Da plötzlich - ihm stockte der Atem: In der Gischtwolke kaum erkennbar - Knuds Körper ragte zu drei Vierteln aus dem Wasser - nah an der Wassersäule, die von oben herabstürzte. Er lief hin und her, tauchte seine Arme, seinen Kopf, manchmal auch den ganzen Körper in die Wassermassen. Knud musste offenbar all seine Kraft aufbringen, um nicht weggedrückt zu werden. Immer wieder wurde sein Körper mit Gewalt nach vorn gebeugt.

„Hör sofort auf mit dem Blödsinn - bist du lebensmüde?”, brüllte Mouad.

Knud musste ihn wohl gehört haben - denn er schüttelte den Kopf. Dann machte er einen Schritt nach vorne und verschwand in den kochenden Wassermassen.

Mouad erfasste Panik. Er rannte am Rand entlang und hoffte verzweifelt, seinen Freund irgendwo zu entdecken. Auf einer winzigen Sandzunge, die einige Meter in die Bucht hereinreichte, blieb er schliesslich suchend stehen.

Plötzlich zog ihn etwas nach hinten - er plumpste in den warmen, weichen Sand.

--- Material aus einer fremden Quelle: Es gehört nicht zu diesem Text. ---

//! Session repository
//!
//! Opaque login tokens. Expired rows are ignored on lookup and purged by a
//! background task.

use crate::config::DatabaseDriver;
use crate::db::DynDatabasePool;
use crate::models::Session;
use anyhow::{Context, Result};
use async_trait::async_trait;
use chrono::Utc;
use sqlx::{MySqlPool, Row, SqlitePool};
use std::sync::Arc;

/// Session repository trait
#[async_trait]
pub trait SessionRepository: Send + Sync {
    /// Store a freshly issued session
    async fn create(&self, session: &Session) -> Result<Session>;

    /// Look up an unexpired session by token
    async fn get_valid(&self, id: &str) -> Result<Option<Session>>;

    /// Delete a session; returns whether a row was removed
    async fn delete(&self, id: &str) -> Result<bool>;

    /// Delete all sessions for a user
    async fn delete_by_user(&self, user_id: i64) -> Result<u64>;

    /// Delete expired sessions
    async fn delete_expired(&self) -> Result<u64>;
}

/// SQLx-based session repository implementation
pub struct SqlxSessionRepository {
    pool: DynDatabasePool,
}

impl SqlxSessionRepository {
    pub fn new(pool: DynDatabasePool) -> Self {
        Self { pool }
    }

    /// Create a boxed repository for use with dependency injection
    pub fn boxed(pool: DynDatabasePool) -> Arc<dyn SessionRepository> {
        Arc::new(Self::new(pool))
    }
}

#[async_trait]
impl SessionRepository for SqlxSessionRepository {
    async fn create(&self, session: &Session) -> Result<Session> {
        match self.pool.driver() {
            DatabaseDriver::Sqlite => create_session_sqlite(self.pool.sqlite_pool()?, session).await,
            DatabaseDriver::Mysql => create_session_mysql(self.pool.mysql_pool()?, session).await,
        }
    }

    async fn get_valid(&self, id: &str) -> Result<Option<Session>> {
        match self.pool.driver() {
            DatabaseDriver::Sqlite => get_valid_session_sqlite(self.pool.sqlite_pool()?, id).await,
            DatabaseDriver::Mysql => get_valid_session_mysql(self.pool.mysql_pool()?, id).await,
        }
    }

    async fn delete(&self, id: &str) -> Result<bool> {
        let affected = match self.pool.driver() {
            DatabaseDriver::Sqlite => sqlx::query("DELETE FROM sessions WHERE id = ?")
                .bind(id)
                .execute(self.pool.sqlite_pool()?)
                .await
                .context("Failed to delete session")?
                .rows_affected(),
            DatabaseDriver::Mysql => sqlx::query("DELETE FROM sessions WHERE id = ?")
                .bind(id)
                .execute(self.pool.mysql_pool()?)
                .await
                .context("Failed to delete session")?
                .rows_affected(),
        };
        Ok(affected > 0)
    }

    async fn delete_by_user(&self, user_id: i64) -> Result<u64> {
        let result = match self.pool.driver() {
            DatabaseDriver::Sqlite => sqlx::query("DELETE FROM sessions WHERE user_id = ?")
                .bind(user_id)
                .execute(self.pool.sqlite_pool()?)
                .await
                .map(|r| r.rows_affected()),
            DatabaseDriver::Mysql => sqlx::query("DELETE FROM sessions WHERE user_id = ?")
                .bind(user_id)
                .execute(self.pool.mysql_pool()?)
                .await
                .map(|r| r.rows_affected()),
        };
        result.context("Failed to delete sessions by user")
    }

    async fn delete_expired(&self) -> Result<u64> {
        let now = Utc::now();
        let result = match self.pool.driver() {
            DatabaseDriver::Sqlite => sqlx::query("DELETE FROM sessions WHERE expires_at < ?")
                .bind(now)
                .execute(self.pool.sqlite_pool()?)
                .await
                .map(|r| r.rows_affected()),
            DatabaseDriver::Mysql => sqlx::query("DELETE FROM sessions WHERE expires_at < ?")
                .bind(now)
                .execute(self.pool.mysql_pool()?)
                .await
                .map(|r| r.rows_affected()),
        };
        result.context("Failed to delete expired sessions")
    }
}

// ============================================================================
// SQLite implementations
// ============================================================================

async fn create_session_sqlite(pool: &SqlitePool, session: &Session) -> Result<Session> {
    sqlx::query("INSERT INTO sessions (id, user_id, expires_at, created_at) VALUES (?, ?, ?, ?)")
        .bind(&session.id)
        .bind(session.user_id)
        .bind(session.expires_at)
        .bind(session.created_at)
        .execute(pool)
        .await
        .context("Failed to create session")?;

    Ok(session.clone())
}

async fn get_valid_session_sqlite(pool: &SqlitePool, id: &str) -> Result<Option<Session>> {
    let row = sqlx::query(
        r#"
        SELECT id, user_id, expires_at, created_at
        FROM sessions
        WHERE id = ? AND expires_at > ?
        "#,
    )
    .bind(id)
    .bind(Utc::now())
    .fetch_optional(pool)
    .await
    .context("Failed to get session by ID")?;

    row.map(|row| -> Result<Session> {
        Ok(Session {
            id: row.try_get("id")?,
            user_id: row.try_get("user_id")?,
            expires_at: row.try_get("expires_at")?,
            created_at: row.try_get("created_at")?,
        })
    })
    .transpose()
}

// ============================================================================
// MySQL implementations
// ============================================================================

async fn create_session_mysql(pool: &MySqlPool, session: &Session) -> Result<Session> {
    sqlx::query("INSERT INTO sessions (id, user_id, expires_at, created_at) VALUES (?, ?, ?, ?)")
        .bind(&session.id)
        .bind(session.user_id)
        .bind(session.expires_at)
        .bind(session.created_at)
        .execute(pool)
        .await
        .context("Failed to create session")?;

    Ok(session.clone())
}

async fn get_valid_session_mysql(pool: &MySqlPool, id: &str) -> Result<Option<Session>> {
    let row = sqlx::query(
        r#"
        SELECT id, user_id, expires_at, created_at
        FROM sessions
        WHERE id = ? AND expires_at > ?
        "#,
    )
    .bind(id)
    .bind(Utc::now())
    .fetch_optional(pool)
    .await
    .context("Failed to get session by ID")?;

    row.map(|row| -> Result<Session> {
        Ok(Session {
            id: row.try_get("id")?,
            user_id: row.try_get("user_id")?,
            expires_at: row.try_get("expires_at")?,
            created_at: row.try_get("created_at")?,
        })
    })
    .transpose()
}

Ein kühler, nasser, muskulöser Körper legte sich auf ihn. Knud küsste ihn zärtlich.

„Du bist ein Idiot”, flüsterte Mouad.

„Überraschung”, schmunzelte Knud zurück. „Dies ist eines meiner Geheimnisse. Ein Ort, an den ich mich manchmal zurückziehe, um völlig mit mir allein zu sein. Ich kenne diese Bucht - auch unter Wasser - wie meine Westentasche.”

Mouad knuffte und zwickte Knud zärtlich in die Seite. Dieser begann sofort los zu gackern - so kitzelig war er.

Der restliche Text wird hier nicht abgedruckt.